A bitter winter curtailed crews. They've warmed up again, making it harder for drivers to keep their cool.

Delayed by a harsh winter, highway construction crews have returned with a vengeance to Philadelphia-area roadways, causing congestion even as they work to ease it.

For drivers, the busy construction season means delays, detours, and gridlock. Some are pioneering new commutes to avoid roadwork, and delivery drivers are regularly recalculating their routes to dodge clogged arteries.

Big projects include the widening of New Jersey's toll roads and the construction of a nine-mile-long parkway in Bucks and Montgomery Counties.

The good news is that the repainting and rebuilding of the Girard Point Bridge on I-95 in South Philadelphia is well ahead of schedule and likely to be done this year. The bad news is that crews will start a $43 million repainting project on the nearby Platt Bridge any day now.

"In many respects, this is a 'no pain, no gain' situation," said Jim Lardear, director of public and government affairs for AAA Mid-Atlantic. "The construction, delays, and immediate frustration it causes are a hassle, but it is necessary to maintain our safety and mobility in the long run."

"We have to get on the highways and bridges to fix them," said Eugene Blaum, spokesman for the Pennsylvania Department of Transportation's five-county southeastern district. "We try to minimize impacts as much as possible. That's why we do so much work at night. And we try not to do a lot of work during rush hours."

Low temperatures last winter postponed work that could have spread the pain over a longer period, Blaum said. Now crews are scrambling to get as much done as possible during the summer months.

PennDot has more than 100 projects under way in the Philadelphia region, and 60 bridges are being rehabbed or replaced. Crews are struggling to keep up with deteriorating spans, as about 6,000 of the state's 25,000 bridges are structurally deficient, the most in the nation. (Structural deficiencies mean that a bridge needs repair, not that it is unsafe.)

"We are bustling in South Jersey this summer," said Joe Dee, spokesman for the New Jersey Department of Transportation. "We will be doing the work with an eye toward keeping people on the move."

Though the region is humming with roadwork, it is not quite as busy as in 2009, when federal stimulus funding boosted construction. This year, PennDot is spending about $400 million on highway projects in Southeastern Pennsylvania, down from about $650 million two years ago.

For drivers such as Silvia Hablak, a visiting nurse who travels about 300 miles a week for work, road construction means late appointments and frequent frustration.
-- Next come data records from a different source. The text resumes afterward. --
use std::rc::Rc;

use super::Wiring;
use crate::config::ThemeConfig;
use crate::dom::{self, Page};
use crate::error::Result;
use crate::schedule::{BrowserFrames, FrameThrottle};

const HEADER_ID: &str = "gh-head";
const SCROLLED_CLASS: &str = "scrolled";

pub fn is_scrolled(scroll_y: f64, offset: f64) -> bool {
    scroll_y > offset
}

pub fn install(page: &Page, config: &ThemeConfig) -> Result<Wiring> {
    let Some(header) = page.by_id(HEADER_ID) else {
        return Ok(Wiring::Skipped("no #gh-head"));
    };

    let offset = config.header.scrolled_offset;
    let reader = page.clone();
    let update: Rc<dyn Fn()> = Rc::new(move || {
        dom::set_class(&header, SCROLLED_CLASS, is_scrolled(reader.scroll_y(), offset));
    });
    let throttle = FrameThrottle::new(BrowserFrames, update);
    dom::listen(&page.window, "scroll", move |_| {
        throttle.poke();
    });

    Ok(Wiring::Attached)
}

#[cfg(test)]
mod tests {
    use super::*;

    #[test]
    fn test_threshold_is_exclusive() {
        assert!(!is_scrolled(0.0, 100.0));
        assert!(!is_scrolled(100.0, 100.0));
        assert!(is_scrolled(100.5, 100.0));
        assert!(is_scrolled(2400.0, 100.0));
    }
}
"On Friday, I was on I-295 to go see a client. . . . What usually takes five minutes took an hour," said Hablak, of Cherry Hill. Another trouble spot, she said, has been the intersection of Routes 70 and 73 in Marlton, where crews are replacing a traffic circle with an overpass.
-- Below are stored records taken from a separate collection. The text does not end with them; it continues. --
impl FluidEmbedder {
    pub fn new(config: &MediaConfig) -> Result<Self> {
        let patterns = PROVIDERS
            .iter()
            .map(|p| p.to_string())
            .chain(config.extra_providers.iter().cloned());
        let providers = RegexSet::new(patterns)?;
        let mut ignore_selector = format!(".{}", IGNORE_CLASS);
        if let Some(extra) = config.ignore.as_deref().filter(|s| !s.trim().is_empty()) {
            ignore_selector.push_str(", ");
            ignore_selector.push_str(extra);
        }
        Ok(FluidEmbedder {
            providers,
            custom_selector: RefCell::new(
                config
                    .custom_selector
                    .clone()
                    .filter(|s| !s.trim().is_empty()),
            ),
            custom_checked: Cell::new(false),
            ignore_selector,
            named: Cell::new(0),
        })
    }

    pub fn is_provider(&self, src: &str) -> bool {
        self.providers.is_match(src)
    }

    /// Decide how to wrap one element, or `None` if it must be left alone.
    pub fn plan(&self, c: &MediaCandidate) -> Option<EmbedPlan> {
        if c.ignored || c.parent == ParentKind::Wrapper {
            return None;
        }
        if c.kind == MediaKind::Object && c.inside_object {
            return None;
        }
        if c.kind == MediaKind::Embed && c.parent == ParentKind::Object {
            return None;
        }
        if c.kind == MediaKind::Iframe && !c.custom_match {
            let src = c.src.as_deref().unwrap_or("");
            if !self.is_provider(src) {
                return None;
            }
        }

        let (width, height) = declared_size(c);
        let ratio = height / width;
        if !ratio.is_finite() || ratio <= 0.0 {
            log::debug!(
                "[media] skipping element without a usable ratio ({}x{})",
                width,
                height
            );
            return None;
        }

        let assign_name = match c.name.as_deref() {
            Some(n) if !n.is_empty() => None,
            _ => {
                let n = self.named.get();
                self.named.set(n + 1);
                Some(format!("fitvid{}", n))
            }
        };

        Some(EmbedPlan {
            ratio,
            padding_top: format!("{}%", ratio * 100.0),
            assign_name,
        })
    }

    /// Drop the configured custom selector if the browser rejects it, so a
    /// typo does not stop the built-in providers from being wrapped. Returns
    /// false when it was dropped.
    pub fn check_custom_selector(&self, is_valid: impl Fn(&str) -> bool) -> bool {
        let mut custom = self.custom_selector.borrow_mut();
        if custom.as_deref().map_or(true, |sel| is_valid(sel)) {
            return true;
        }
        if let Some(rejected) = custom.take() {
            log::warn!("[media] ignoring invalid custom selector {:?}", rejected);
        }
        false
    }

    /// Selector for every element the embedder considers in a container.
    pub fn selector(&self) -> String {
        let mut sel = String::from("iframe, object, embed");
        if let Some(custom) = self.custom_selector.borrow().as_deref() {
            sel.push_str(", ");
            sel.push_str(custom);
        }
        sel
    }

    /// Wrap every eligible media element inside `container`. Returns the
    /// number of elements wrapped; running it again on the same container
    /// wraps nothing new.
    pub fn fit(&self, container: &Element) -> usize {
        let Some(document) = container.owner_document() else {
            return 0;
        };
        ensure_stylesheet(&document);
        if !self.custom_checked.replace(true) {
            self.check_custom_selector(|sel| document.query_selector(sel).is_ok());
        }

        let mut wrapped = 0;
        for el in dom::query_all_in(container, &self.selector()) {
            let candidate = self.inspect(&el);
            let Some(plan) = self.plan(&candidate) else {
                continue;
            };
            match apply(&document, &el, &plan) {
                Ok(()) => wrapped += 1,
                Err(e) => log::warn!("[media] could not wrap element: {}", e),
            }
        }
        wrapped
    }

    fn inspect(&self, el: &Element) -> MediaCandidate {
        let kind = MediaKind::from_tag(&el.tag_name());
        let custom_match = match self.custom_selector.borrow().as_deref() {
            Some(sel) => el.matches(sel).unwrap_or(false),
            None => false,
        };
        let parent = el.parent_element();
        let parent_kind = match &parent {
            Some(p) if dom::has_class(p, WRAPPER_CLASS) => ParentKind::Wrapper,
            Some(p) if p.tag_name().eq_ignore_ascii_case("object") => ParentKind::Object,
            _ => ParentKind::Other,
        };
        let inside_object = parent
            .and_then(|p| p.closest("object").ok().flatten())
            .is_some();
        let rect = el.get_bounding_client_rect();
        MediaCandidate {
            kind,
            src: el.get_attribute("src"),
            custom_match,
            attr_width: el.get_attribute("width"),
            attr_height: el.get_attribute("height"),
            styled_width: dom::inline_style(el, "width").is_some(),
            styled_height: dom::inline_style(el, "height").is_some(),
            rendered_width: rect.width(),
            rendered_height: rect.height(),
            ignored: el.closest(&self.ignore_selector).ok().flatten().is_some(),
            parent: parent_kind,
            inside_object,
            name: el.get_attribute("name"),
        }
    }
}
For Matthew Gurski, who travels between his old home in Hazleton, Pa., and his new one in Palmyra, construction on the Northeast Extension of the Pennsylvania Turnpike is a regular annoyance.
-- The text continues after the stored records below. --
use super::Wiring;
use crate::config::ThemeConfig;
use crate::dom::Page;
use crate::error::Result;
use crate::media;

const CONTENT_REGIONS: &str = ".post-content, .gh-content";

/// Run the fluid media embedder over every content region.
pub fn install(page: &Page, config: &ThemeConfig) -> Result<Wiring> {
    let regions = page.query_all(CONTENT_REGIONS);
    if regions.is_empty() {
        return Ok(Wiring::Skipped("no content regions"));
    }
    let embedder = media::shared(&config.media)?;
    let wrapped: usize = regions.iter().map(|region| embedder.fit(region)).sum();
    log::debug!("[video] wrapped {} embeds in {} regions", wrapped, regions.len());
    Ok(Wiring::Attached)
}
"They're doing the Lehigh Bridge up there, but you hit it everywhere. In Hazleton, they've been widening the main road for three years," said Gurski.

Briana Gray of Haddon Heights said she was stuck in traffic on I-295 near Exit 26 on Tuesday night at 11.

"There's usually never traffic late at night, but it was backed up for two miles," Gray said.

Work zones can be dangerous as well as annoying.

Nationwide, an average of 13 people a week die in work-zone crashes, and nearly 85 percent of them are drivers or their passengers, according to AAA's Lardear.

Besides the state agencies, towns and counties have road crews out on smaller projects that tie up traffic.

Montgomery County is planning its first major paving projects in three years, with work scheduled for Ridge Pike, Easton and Knight Roads, and Swamp Pike, said Donald A. Colosimo, county director of roads and bridges.

"The last couple of summers we scaled back paving in light of the economy, but this year we felt we really had to do something," he said. "We have six or eight roads that have been needing work for some time."